I have two questions here;

  1. The graphic in qzv results looks like summarized from average of all samples under different tax level. If i want to compare different experiments, I guess i just need plug to Excel for downstream analysis
  2. Does my result look good? If not, do you have any recommendation on how to improve it?
    I also attached my dada2 --verbose output here. DADA2_verbose.txt When i convert biom file (taxonomic relative composition) to qza file, i used qiime tools import --type 'FeatureTable[RelativeFrequency]' --source-format BIOMV210Format, is that correct?

thanks a lot,

1 Like


Awesome, a perfect application!

Yeah, in practice I wind up doing the same thing right now (download the csv and open in R). I had considered adding options to compare by group, etc, but the downstream needs/possibilities are really just too complicated to squeeze into a single method. Comparisons across a single “group” variable will probably be added in the future — or making these results an artifact that can be analyzed with different methods in this plugin. This plugin is still in active development so this may change (we are always open to suggestions).
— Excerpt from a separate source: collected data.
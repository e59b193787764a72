//! The structured error envelope returned by the control plane.

use serde::{Deserialize, Serialize};
use serde_json::{Map, Value};

use crate::Error;

#[derive(Debug, Clone, PartialEq, Serialize, Deserialize)]
#[serde(rename_all = "camelCase")]
pub struct Status {
    pub kind: String,
    pub api_version: String,
    pub metadata: Map<String, Value>,
    pub status: String,
    pub message: String,
    pub reason: String,
    #[serde(default, skip_serializing_if = "Option::is_none")]
    pub details: Option<StatusDetails>,
    pub code: u16,
}

#[derive(Debug, Clone, Default, PartialEq, Serialize, Deserialize)]
pub struct StatusDetails {
    #[serde(default, skip_serializing_if = "String::is_empty")]
    pub name: String,
    #[serde(default, skip_serializing_if = "String::is_empty")]
    pub group: String,
    #[serde(default, skip_serializing_if = "String::is_empty")]
    pub kind: String,
}

impl Status {
    /// Failure status for an error.
    pub fn failure(err: &Error, details: Option<StatusDetails>) -> Self {
        Self {
            kind: "Status".into(),
            api_version: "v1".into(),
            metadata: Map::new(),
            status: "Failure".into(),
            message: err.message(),
            reason: err.reason().into(),
            details,
            code: err.status_code(),
        }
    }
}
//! Process liveness endpoint.
//!
//! `/healthz` reports on the proxy itself and answers 200 whenever the
//! process can serve requests. Upstream reachability is included for
//! operators but does not change the status code.

use axum::Json;
use axum::extract::State;
use serde::Serialize;

use crate::AppState;

#[derive(Debug, Clone, Copy, PartialEq, Eq, Serialize)]
#[serde(rename_all = "lowercase")]
pub enum UpstreamStatus {
    Healthy,
    Unhealthy,
}

#[derive(Debug, Serialize)]
pub struct HealthReport {
    pub status: &'static str,
    pub upstream: UpstreamStatus,
}

pub async fn healthz(State(state): State<AppState>) -> Json<HealthReport> {
    let upstream = if state.health.check() { UpstreamStatus::Healthy } else { UpstreamStatus::Unhealthy };
    Json(HealthReport { status: "ok", upstream })
}
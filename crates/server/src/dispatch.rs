//! Single routing decision per request.
//!
//! Healthy upstream: forward. Otherwise: serve from the cache. The health
//! flag is read once per request; a request already in flight is never
//! switched to the other path.

use axum::extract::{Request, State};
use axum::response::Response;

use crate::AppState;
use crate::request_info::RequestContext;

pub async fn dispatch(State(state): State<AppState>, request: Request) -> Response {
    let (parts, body) = request.into_parts();
    let ctx = RequestContext::from_parts(&parts);
    let request = Request::from_parts(parts, body);

    if state.health.check() {
        tracing::debug!(identity = %ctx.identity, uri = %request.uri(), "forwarding upstream");
        state.remote.forward(&ctx, request).await
    } else {
        state.local.serve(&ctx).await
    }
}
//! Remote forwarding path.
//!
//! Requests go upstream verbatim and responses stream back unchanged. A
//! successful read of a resource is teed through [`crate::relay`] into a
//! background task that feeds the cache; that task never affects what the
//! client receives.

use axum::body::{Body, to_bytes};
use axum::extract::Request;
use axum::http::{Method, header};
use axum::response::{IntoResponse, Response};

use liteproxy_client::UpstreamClient;
use liteproxy_client::upstream::end_to_end;
use liteproxy_core::codec::{self, ByteStream, ContentType};
use liteproxy_core::{CacheManager, ClientIdentity, Error, ResourceDescriptor, Verb};

use crate::error::ApiError;
use crate::relay;
use crate::request_info::RequestContext;

/// Request bodies are buffered before forwarding.
const MAX_REQUEST_BODY: usize = 64 * 1024 * 1024;

pub struct RemoteProxy {
    client: UpstreamClient,
    cache: CacheManager,
}

/// What to do with a successful upstream response.
#[derive(Debug, Clone, Copy, PartialEq, Eq)]
enum CacheAction {
    Ingest,
    Remove,
    Skip,
}

impl RemoteProxy {
    pub fn new(client: UpstreamClient, cache: CacheManager) -> Self {
        Self { client, cache }
    }

    pub async fn forward(&self, ctx: &RequestContext, request: Request) -> Response {
        let (parts, body) = request.into_parts();
        let path_and_query = parts.uri.path_and_query().map(|pq| pq.as_str()).unwrap_or("/");
        let error_type = codec::negotiate(&ctx.accept).unwrap_or(ContentType::Json);

        let body = match to_bytes(body, MAX_REQUEST_BODY).await {
            Ok(body) => body,
            Err(e) => {
                let err = Error::InvalidRequest(format!("failed to read request body: {e}"));
                return ApiError::new(err, error_type).into_response();
            }
        };

        let upstream = match self.client.forward(parts.method.clone(), path_and_query, &parts.headers, body.into()).await
        {
            Ok(upstream) => upstream,
            Err(e) => {
                tracing::warn!(path = %path_and_query, error = %e, "upstream request failed");
                return ApiError::new(e, error_type).into_response();
            }
        };

        let status = upstream.status();
        let headers = end_to_end(upstream.headers());
        let content_type = headers.get(header::CONTENT_TYPE).and_then(|v| v.to_str().ok()).unwrap_or_default().to_string();

        let action = match ctx.info.descriptor() {
            Some(descriptor) if status.is_success() => cache_action(&parts.method, descriptor, &content_type),
            _ => CacheAction::Skip,
        };

        let body = match (action, ctx.info.descriptor()) {
            (CacheAction::Ingest, Some(descriptor)) => {
                let (client_stream, cache_stream) = relay::tee(upstream.bytes_stream());
                self.spawn_ingest(ctx.identity.clone(), descriptor.clone(), content_type, cache_stream);
                Body::from_stream(client_stream)
            }
            (CacheAction::Remove, Some(descriptor)) => {
                self.spawn_remove(ctx.identity.clone(), descriptor.clone());
                Body::from_stream(upstream.bytes_stream())
            }
            _ => Body::from_stream(upstream.bytes_stream()),
        };

        let mut response = Response::new(body);
        *response.status_mut() = status;
        *response.headers_mut() = headers;
        response
    }

    fn spawn_ingest(&self, identity: ClientIdentity, descriptor: ResourceDescriptor, content_type: String, body: ByteStream) {
        let cache = self.cache.clone();
        tokio::spawn(async move {
            let result = match descriptor.verb {
                Verb::List => cache.cache_list(&identity, &descriptor, &content_type, body).await,
                Verb::Watch => cache.cache_watch(&identity, &descriptor, &content_type, body).await,
                _ => cache.cache_object(&identity, &descriptor, &content_type, body).await,
            };
            match result {
                Ok(count) => tracing::debug!(
                    identity = %identity,
                    verb = %descriptor.verb,
                    resource = %descriptor.resource_key(),
                    namespace = %descriptor.namespace,
                    count,
                    "cached upstream response"
                ),
                Err(e) => tracing::warn!(
                    identity = %identity,
                    verb = %descriptor.verb,
                    resource = %descriptor.resource_key(),
                    namespace = %descriptor.namespace,
                    error = %e,
                    "failed to cache upstream response"
                ),
            }
        });
    }

    fn spawn_remove(&self, identity: ClientIdentity, descriptor: ResourceDescriptor) {
        let cache = self.cache.clone();
        tokio::spawn(async move {
            if let Err(e) = cache.remove_object(&identity, &descriptor).await {
                tracing::warn!(identity = %identity, resource = %descriptor.resource_key(), error = %e, "failed to drop deleted object");
            }
        });
    }
}

/// Reads of whole resources are cached; a delete of a named object drops
/// its record. Subresources and representations the cache cannot decode
/// (protobuf, server-side tables) pass through untouched.
fn cache_action(method: &Method, descriptor: &ResourceDescriptor, content_type: &str) -> CacheAction {
    if descriptor.subresource.is_some() {
        return CacheAction::Skip;
    }
    match (method, descriptor.verb) {
        (&Method::GET, Verb::Get | Verb::List | Verb::Watch) if codec::negotiate(content_type).is_ok() => {
            CacheAction::Ingest
        }
        (&Method::DELETE, Verb::Delete) => CacheAction::Remove,
        _ => CacheAction::Skip,
    }
}

#[cfg(test)]
mod tests {
    use super::*;

    fn descriptor(verb: Verb, name: &str) -> ResourceDescriptor {
        ResourceDescriptor::new("", "v1", "pods", "ns", name, verb)
    }

    #[test]
    fn test_reads_are_ingested() {
        for verb in [Verb::Get, Verb::List, Verb::Watch] {
            assert_eq!(cache_action(&Method::GET, &descriptor(verb, "x"), "application/json"), CacheAction::Ingest);
        }
        assert_eq!(cache_action(&Method::GET, &descriptor(Verb::List, ""), ""), CacheAction::Ingest);
    }

    #[test]
    fn test_undecodable_responses_skipped() {
        let list = descriptor(Verb::List, "");
        assert_eq!(cache_action(&Method::GET, &list, "application/vnd.kubernetes.protobuf"), CacheAction::Skip);
        assert_eq!(
            cache_action(&Method::GET, &list, "application/json;as=Table;v=v1;g=meta.k8s.io"),
            CacheAction::Skip
        );
    }

    #[test]
    fn test_subresources_skipped() {
        let mut status = descriptor(Verb::Get, "x");
        status.subresource = Some("status".into());
        assert_eq!(cache_action(&Method::GET, &status, "application/json"), CacheAction::Skip);
    }

    #[test]
    fn test_delete_removes_and_writes_skip() {
        assert_eq!(cache_action(&Method::DELETE, &descriptor(Verb::Delete, "x"), ""), CacheAction::Remove);
        assert_eq!(cache_action(&Method::DELETE, &descriptor(Verb::DeleteCollection, ""), ""), CacheAction::Skip);
        assert_eq!(cache_action(&Method::POST, &descriptor(Verb::Create, ""), "application/json"), CacheAction::Skip);
        assert_eq!(cache_action(&Method::HEAD, &descriptor(Verb::Get, "x"), "application/json"), CacheAction::Skip);
    }
}
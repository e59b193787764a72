//! Backend-neutral keyed table.

use async_trait::async_trait;

use crate::Error;

/// Unique key of a cache record.
#[derive(Debug, Clone, PartialEq, Eq, Hash)]
pub struct RecordKey {
    pub identity: String,
    pub resource: String,
    pub namespace: String,
    pub name: String,
}

impl RecordKey {
    pub fn new(
        identity: impl Into<String>, resource: impl Into<String>, namespace: impl Into<String>, name: impl Into<String>,
    ) -> Self {
        Self { identity: identity.into(), resource: resource.into(), namespace: namespace.into(), name: name.into() }
    }
}

/// All records of one resource type for one identity, optionally narrowed
/// to a namespace. `namespace: None` spans every namespace.
#[derive(Debug, Clone, PartialEq, Eq)]
pub struct RecordScope {
    pub identity: String,
    pub resource: String,
    pub namespace: Option<String>,
}

impl RecordScope {
    pub fn contains(&self, key: &RecordKey) -> bool {
        key.identity == self.identity
            && key.resource == self.resource
            && self.namespace.as_ref().is_none_or(|ns| *ns == key.namespace)
    }
}

/// Keyed table of canonical values.
///
/// Writes are insert-or-replace. Backends serialize concurrent writes to the
/// same key themselves.
#[async_trait]
pub trait CacheStore: Send + Sync {
    async fn upsert(&self, key: &RecordKey, value: &[u8]) -> Result<(), Error>;

    async fn get(&self, key: &RecordKey) -> Result<Option<Vec<u8>>, Error>;

    /// Values in scope, ordered by namespace then name.
    async fn list(&self, scope: &RecordScope) -> Result<Vec<Vec<u8>>, Error>;

    /// Returns whether a record was removed.
    async fn delete(&self, key: &RecordKey) -> Result<bool, Error>;

    /// Returns the number of records removed.
    async fn delete_scope(&self, scope: &RecordScope) -> Result<u64, Error>;

    /// Clear the scope, then write `records`.
    async fn replace_scope(&self, scope: &RecordScope, records: Vec<(RecordKey, Vec<u8>)>) -> Result<(), Error> {
        self.delete_scope(scope).await?;
        for (key, value) in &records {
            self.upsert(key, value).await?;
        }
        Ok(())
    }
}

#[cfg(test)]
mod tests {
    use super::*;

    #[test]
    fn test_scope_contains() {
        let key = RecordKey::new("default", "pods", "ns", "x");
        let ns_scope = RecordScope { identity: "default".into(), resource: "pods".into(), namespace: Some("ns".into()) };
        let all = RecordScope { namespace: None, ..ns_scope.clone() };
        let other = RecordScope { namespace: Some("kube-system".into()), ..ns_scope.clone() };

        assert!(ns_scope.contains(&key));
        assert!(all.contains(&key));
        assert!(!other.contains(&key));
    }
}
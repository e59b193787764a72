//! Equality-based label and field selectors.
//!
//! Supported terms: `k=v`, `k==v`, `k!=v`, `k` and `!k`, comma separated.
//! Set-based terms (`in`, `notin`) are rejected.

use super::Object;
use crate::Error;

#[derive(Debug, Clone, PartialEq, Eq)]
enum Requirement {
    Equals(String, String),
    NotEquals(String, String),
    Exists(String),
    NotExists(String),
}

#[derive(Debug, Clone, Default, PartialEq, Eq)]
pub struct Selector {
    requirements: Vec<Requirement>,
}

impl Selector {
    pub fn parse(expr: &str) -> Result<Self, Error> {
        let mut requirements = Vec::new();
        for term in expr.split(',').map(str::trim).filter(|t| !t.is_empty()) {
            requirements.push(parse_term(term)?);
        }
        Ok(Self { requirements })
    }

    pub fn is_empty(&self) -> bool {
        self.requirements.is_empty()
    }

    /// Match against `metadata.labels`.
    pub fn matches_labels(&self, object: &Object) -> bool {
        let labels = object.labels();
        let lookup = |key: &str| labels.and_then(|l| l.get(key)).and_then(|v| v.as_str()).map(str::to_string);
        self.matches_with(lookup)
    }

    /// Match against dotted object paths.
    pub fn matches_fields(&self, object: &Object) -> bool {
        self.matches_with(|path| object.field(path))
    }

    fn matches_with(&self, lookup: impl Fn(&str) -> Option<String>) -> bool {
        self.requirements.iter().all(|req| match req {
            Requirement::Equals(k, v) => lookup(k).as_deref() == Some(v.as_str()),
            Requirement::NotEquals(k, v) => lookup(k).as_deref() != Some(v.as_str()),
            Requirement::Exists(k) => lookup(k).is_some(),
            Requirement::NotExists(k) => lookup(k).is_none(),
        })
    }
}

fn parse_term(term: &str) -> Result<Requirement, Error> {
    if term.contains('(') || term.contains(" in ") || term.contains(" notin ") {
        return Err(Error::InvalidRequest(format!("unsupported selector term: {term}")));
    }

    let req = if let Some((k, v)) = term.split_once("!=") {
        Requirement::NotEquals(k.trim().to_string(), v.trim().to_string())
    } else if let Some((k, v)) = term.split_once("==") {
        Requirement::Equals(k.trim().to_string(), v.trim().to_string())
    } else if let Some((k, v)) = term.split_once('=') {
        Requirement::Equals(k.trim().to_string(), v.trim().to_string())
    } else if let Some(k) = term.strip_prefix('!') {
        Requirement::NotExists(k.trim().to_string())
    } else {
        Requirement::Exists(term.to_string())
    };

    let key = match &req {
        Requirement::Equals(k, _) | Requirement::NotEquals(k, _) | Requirement::Exists(k) | Requirement::NotExists(k) => k,
    };
    if key.is_empty() || key.contains(char::is_whitespace) {
        return Err(Error::InvalidRequest(format!("invalid selector term: {term}")));
    }

    Ok(req)
}
//! Decode-then-store for observed responses, decode-on-read for queries.
//!
//! The manager is the only writer of the cache. It is fed by the remote
//! forwarding path (one call per successful response, run off the request
//! task) and read by the local serving path.
//!
//! - `cache_list` replaces the scope when the list is authoritative
//! - `cache_object` upserts every object in a get response
//! - `cache_watch` applies events until the stream ends or reports an error
//! - `query_list` / `query_object` decode canonical records back to objects

use std::sync::Arc;

use futures_util::StreamExt;

use super::store::{CacheStore, RecordKey, RecordScope};
use crate::Error;
use crate::codec::{self, ByteStream, EventType, FrameReader};
use crate::resource::{ClientIdentity, Object, ObjectMeta, ResourceDescriptor, ResourceKind};

#[derive(Clone)]
pub struct CacheManager {
    store: Arc<dyn CacheStore>,
}

impl CacheManager {
    pub fn new(store: Arc<dyn CacheStore>) -> Self {
        Self { store }
    }

    pub fn store(&self) -> &Arc<dyn CacheStore> {
        &self.store
    }

    /// Cache a list response.
    ///
    /// The whole payload is decoded before the store is touched, so a
    /// malformed body leaves existing records in place. An authoritative
    /// list (no selectors, no paging) replaces every record in its scope;
    /// any other list only upserts its items.
    ///
    /// Returns the number of items written.
    pub async fn cache_list(
        &self, identity: &ClientIdentity, descriptor: &ResourceDescriptor, content_type: &str, body: ByteStream,
    ) -> Result<usize, Error> {
        let codec = codec::decoder(content_type, &descriptor.group_version)?;
        let bytes = read_body(body).await?;
        let list = codec.decode_list(&bytes, &descriptor.resource)?;

        let records = list
            .items
            .iter()
            .map(|item| Ok((record_key(identity, descriptor, item)?, codec::to_canonical(item)?)))
            .collect::<Result<Vec<_>, Error>>()?;
        let count = records.len();

        if descriptor.options.is_partial() || list.has_more() {
            for (key, value) in &records {
                self.store.upsert(key, value).await?;
            }
            tracing::debug!(identity = %identity, resource = %descriptor.resource_key(), count, "cached partial list");
        } else {
            self.store.replace_scope(&list_scope(identity, descriptor), records).await?;
            tracing::debug!(
                identity = %identity,
                resource = %descriptor.resource_key(),
                namespace = %descriptor.namespace,
                count,
                "replaced cached list"
            );
        }

        Ok(count)
    }

    /// Cache every object in a (possibly chunked) get response.
    pub async fn cache_object(
        &self, identity: &ClientIdentity, descriptor: &ResourceDescriptor, content_type: &str, body: ByteStream,
    ) -> Result<usize, Error> {
        let codec = codec::decoder(content_type, &descriptor.group_version)?;
        let kind = ResourceKind::resolve(&descriptor.resource);
        let api_version = descriptor.group_version.api_version();
        let mut frames = FrameReader::new(&codec, body);

        let mut count = 0;
        while let Some(value) = frames.next_value(&codec).await? {
            let mut object = Object::from_value(value)?;
            codec.stamp(&mut object, &kind.kind, &api_version);
            self.upsert(identity, descriptor, &object).await?;
            count += 1;
        }
        Ok(count)
    }

    /// Apply watch events until the stream ends.
    ///
    /// An `ERROR` event stops ingestion without touching the cache. A decode
    /// failure stops it too and is returned; events applied before it stay.
    ///
    /// Returns the number of events applied.
    pub async fn cache_watch(
        &self, identity: &ClientIdentity, descriptor: &ResourceDescriptor, content_type: &str, body: ByteStream,
    ) -> Result<usize, Error> {
        let mut decoder = codec::stream_decoder(content_type, &descriptor.group_version, body)?
            .for_resource(&descriptor.resource);

        let mut applied = 0;
        while let Some(event) = decoder.decode().await? {
            match event.event_type {
                EventType::Added | EventType::Modified => {
                    self.upsert(identity, descriptor, &event.object).await?;
                }
                EventType::Deleted => {
                    let key = record_key(identity, descriptor, &event.object)?;
                    self.store.delete(&key).await?;
                }
                EventType::Bookmark => continue,
                EventType::Error => {
                    tracing::warn!(
                        identity = %identity,
                        resource = %descriptor.resource_key(),
                        message = %event.object.field("message").unwrap_or_default(),
                        "watch stream reported an error, stopping ingestion"
                    );
                    break;
                }
            }
            applied += 1;
        }
        Ok(applied)
    }

    /// Drop the record a successful delete addressed.
    pub async fn remove_object(&self, identity: &ClientIdentity, descriptor: &ResourceDescriptor) -> Result<bool, Error> {
        self.store.delete(&descriptor_key(identity, descriptor)?).await
    }

    /// Cached objects in the descriptor's scope, ordered by namespace then
    /// name. Records that no longer decode are skipped.
    pub async fn query_list(
        &self, identity: &ClientIdentity, descriptor: &ResourceDescriptor,
    ) -> Result<Vec<Object>, Error> {
        let values = self.store.list(&list_scope(identity, descriptor)).await?;
        let objects = values
            .iter()
            .filter_map(|value| match codec::from_canonical(value) {
                Ok(object) => Some(object),
                Err(e) => {
                    tracing::warn!(identity = %identity, resource = %descriptor.resource_key(), error = %e, "skipping corrupt cache record");
                    None
                }
            })
            .collect();
        Ok(objects)
    }

    pub async fn query_object(&self, identity: &ClientIdentity, descriptor: &ResourceDescriptor) -> Result<Object, Error> {
        let key = descriptor_key(identity, descriptor)?;
        match self.store.get(&key).await? {
            Some(value) => codec::from_canonical(&value),
            None => Err(Error::not_found(&descriptor.resource, &descriptor.name)),
        }
    }

    async fn upsert(&self, identity: &ClientIdentity, descriptor: &ResourceDescriptor, object: &Object) -> Result<(), Error> {
        let key = record_key(identity, descriptor, object)?;
        self.store.upsert(&key, &codec::to_canonical(object)?).await
    }
}

async fn read_body(mut body: ByteStream) -> Result<Vec<u8>, Error> {
    let mut buf = Vec::new();
    while let Some(chunk) = body.next().await {
        buf.extend_from_slice(&chunk?);
    }
    Ok(buf)
}

/// Key for an observed object: its own namespace wins over the request's,
/// which matters for cluster-wide lists of namespaced resources.
fn record_key(identity: &ClientIdentity, descriptor: &ResourceDescriptor, object: &Object) -> Result<RecordKey, Error> {
    let name = object
        .name()
        .filter(|n| !n.is_empty())
        .ok_or_else(|| Error::Decode(format!("{} object without metadata.name", descriptor.resource)))?;
    let namespace = object.namespace().unwrap_or(&descriptor.namespace);
    Ok(RecordKey::new(identity.as_str(), descriptor.resource_key(), namespace, name))
}

fn descriptor_key(identity: &ClientIdentity, descriptor: &ResourceDescriptor) -> Result<RecordKey, Error> {
    if descriptor.name.is_empty() {
        return Err(Error::InvalidRequest(format!("{} request without a name", descriptor.verb)));
    }
    Ok(RecordKey::new(identity.as_str(), descriptor.resource_key(), &descriptor.namespace, &descriptor.name))
}

/// An empty namespace spans the whole resource type.
fn list_scope(identity: &ClientIdentity, descriptor: &ResourceDescriptor) -> RecordScope {
    RecordScope {
        identity: identity.as_str().to_string(),
        resource: descriptor.resource_key(),
        namespace: (!descriptor.namespace.is_empty()).then(|| descriptor.namespace.clone()),
    }
}
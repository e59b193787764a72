//! Request-facing data model: who is asking, and for what.
//!
//! A [`ResourceDescriptor`] is attached to every resource request by the
//! routing layer and is read-only afterwards.

pub mod kind;
pub mod object;
pub mod selector;
pub mod status;

use std::fmt;

pub use kind::ResourceKind;
pub use object::{ListPayload, Object, ObjectMeta};
pub use selector::Selector;
pub use status::{Status, StatusDetails};

/// Identity used when a caller presents no `User-Agent`.
pub const DEFAULT_IDENTITY: &str = "default";

/// Cache partition key derived from the caller.
///
/// This is the raw `User-Agent` value. Two distinct clients presenting the
/// same string share a partition.
#[derive(Debug, Clone, PartialEq, Eq, Hash)]
pub struct ClientIdentity(String);

impl ClientIdentity {
    pub fn new(identity: impl Into<String>) -> Self {
        Self(identity.into())
    }

    /// Derive the identity from an optional `User-Agent` header value.
    pub fn from_user_agent(user_agent: Option<&str>) -> Self {
        match user_agent.map(str::trim) {
            Some(ua) if !ua.is_empty() => Self(ua.to_string()),
            _ => Self(DEFAULT_IDENTITY.to_string()),
        }
    }

    pub fn as_str(&self) -> &str {
        &self.0
    }
}

impl Default for ClientIdentity {
    fn default() -> Self {
        Self(DEFAULT_IDENTITY.to_string())
    }
}

impl fmt::Display for ClientIdentity {
    fn fmt(&self, f: &mut fmt::Formatter<'_>) -> fmt::Result {
        f.write_str(&self.0)
    }
}

/// Request verb, inferred from method, path and query.
#[derive(Debug, Clone, Copy, PartialEq, Eq, Hash)]
pub enum Verb {
    Get,
    List,
    Watch,
    Create,
    Update,
    Patch,
    Delete,
    DeleteCollection,
}

impl Verb {
    pub fn as_str(&self) -> &'static str {
        match self {
            Verb::Get => "get",
            Verb::List => "list",
            Verb::Watch => "watch",
            Verb::Create => "create",
            Verb::Update => "update",
            Verb::Patch => "patch",
            Verb::Delete => "delete",
            Verb::DeleteCollection => "deletecollection",
        }
    }
}

impl fmt::Display for Verb {
    fn fmt(&self, f: &mut fmt::Formatter<'_>) -> fmt::Result {
        f.write_str(self.as_str())
    }
}

/// API group and version. The core group has an empty group name.
#[derive(Debug, Clone, Default, PartialEq, Eq, Hash)]
pub struct GroupVersion {
    pub group: String,
    pub version: String,
}

impl GroupVersion {
    pub fn new(group: impl Into<String>, version: impl Into<String>) -> Self {
        Self { group: group.into(), version: version.into() }
    }

    /// Value of the `apiVersion` field for objects in this group/version.
    pub fn api_version(&self) -> String {
        if self.group.is_empty() { self.version.clone() } else { format!("{}/{}", self.group, self.version) }
    }
}

/// Query options carried by list and watch requests.
#[derive(Debug, Clone, Default, PartialEq, Eq)]
pub struct ListOptions {
    pub label_selector: Option<String>,
    pub field_selector: Option<String>,
    pub limit: Option<u64>,
    pub continue_token: Option<String>,
    pub timeout_seconds: Option<u64>,
    pub resource_version: Option<String>,
}

impl ListOptions {
    /// Whether a list with these options can return a subset of the scope.
    ///
    /// `limit` alone does not count: a limited response without a continue
    /// token holds the whole scope.
    pub fn is_partial(&self) -> bool {
        self.label_selector.as_deref().is_some_and(|s| !s.is_empty())
            || self.field_selector.as_deref().is_some_and(|s| !s.is_empty())
            || self.continue_token.as_deref().is_some_and(|c| !c.is_empty())
    }
}

/// Target of a resource request.
#[derive(Debug, Clone, PartialEq, Eq)]
pub struct ResourceDescriptor {
    /// `api` for the core group, `apis` otherwise.
    pub api_prefix: String,
    pub group_version: GroupVersion,
    pub resource: String,
    pub subresource: Option<String>,
    pub namespace: String,
    pub name: String,
    pub verb: Verb,
    pub options: ListOptions,
}

impl ResourceDescriptor {
    /// Descriptor with default prefix and options, mostly useful in tests.
    pub fn new(
        group: &str, version: &str, resource: &str, namespace: &str, name: &str, verb: Verb,
    ) -> Self {
        Self {
            api_prefix: if group.is_empty() { "api".into() } else { "apis".into() },
            group_version: GroupVersion::new(group, version),
            resource: resource.to_string(),
            subresource: None,
            namespace: namespace.to_string(),
            name: name.to_string(),
            verb,
            options: ListOptions::default(),
        }
    }

    /// Resource type as stored in the cache: `pods`, `deployments.apps`.
    pub fn resource_key(&self) -> String {
        if self.group_version.group.is_empty() {
            self.resource.clone()
        } else {
            format!("{}.{}", self.resource, self.group_version.group)
        }
    }

    /// Self link for a collection of this resource, namespace-scoped only
    /// when the request named a namespace.
    pub fn collection_self_link(&self) -> String {
        let mut link = format!("/{}", self.api_prefix);
        if !self.group_version.group.is_empty() {
            link.push('/');
            link.push_str(&self.group_version.group);
        }
        link.push('/');
        link.push_str(&self.group_version.version);
        if !self.namespace.is_empty() {
            link.push_str("/namespaces/");
            link.push_str(&self.namespace);
        }
        link.push('/');
        link.push_str(&self.resource);
        link
    }
}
Looks like you are getting really high false-positive detection (misclassifications). You might want to try a higher precision classifier (e.g., increase the confidence parameter for classify-sklearn)… though don’t be surprised if you start getting more false negatives/underclassifications. But since this averages across all samples it is likely that some of the methods you are comparing are performing much better than others — I would take a look at that before changing methodology.

That looks correct — if it worked, you should be fine.

Actually i just found out----not all my processed samples are from mock samples. After i removed these none-mock samples, my results look very good. qc-mock-Q2-SE-L6-comparison.qzv (316.4 KB)
qc-mock-Q2-PE-L6-comparison.qzv (315.8 KB)
thanks you, Nicholas,

1 Like

Awesome! Looks great!

This topic was automatically closed 31 days after the last reply. New replies are no longer allowed.

Hi @hotblast,
Note that a bug was found in quality-control evaluate-composition that caused TAR and TDR scores to be reversed. See this announcement for more details if you are affected.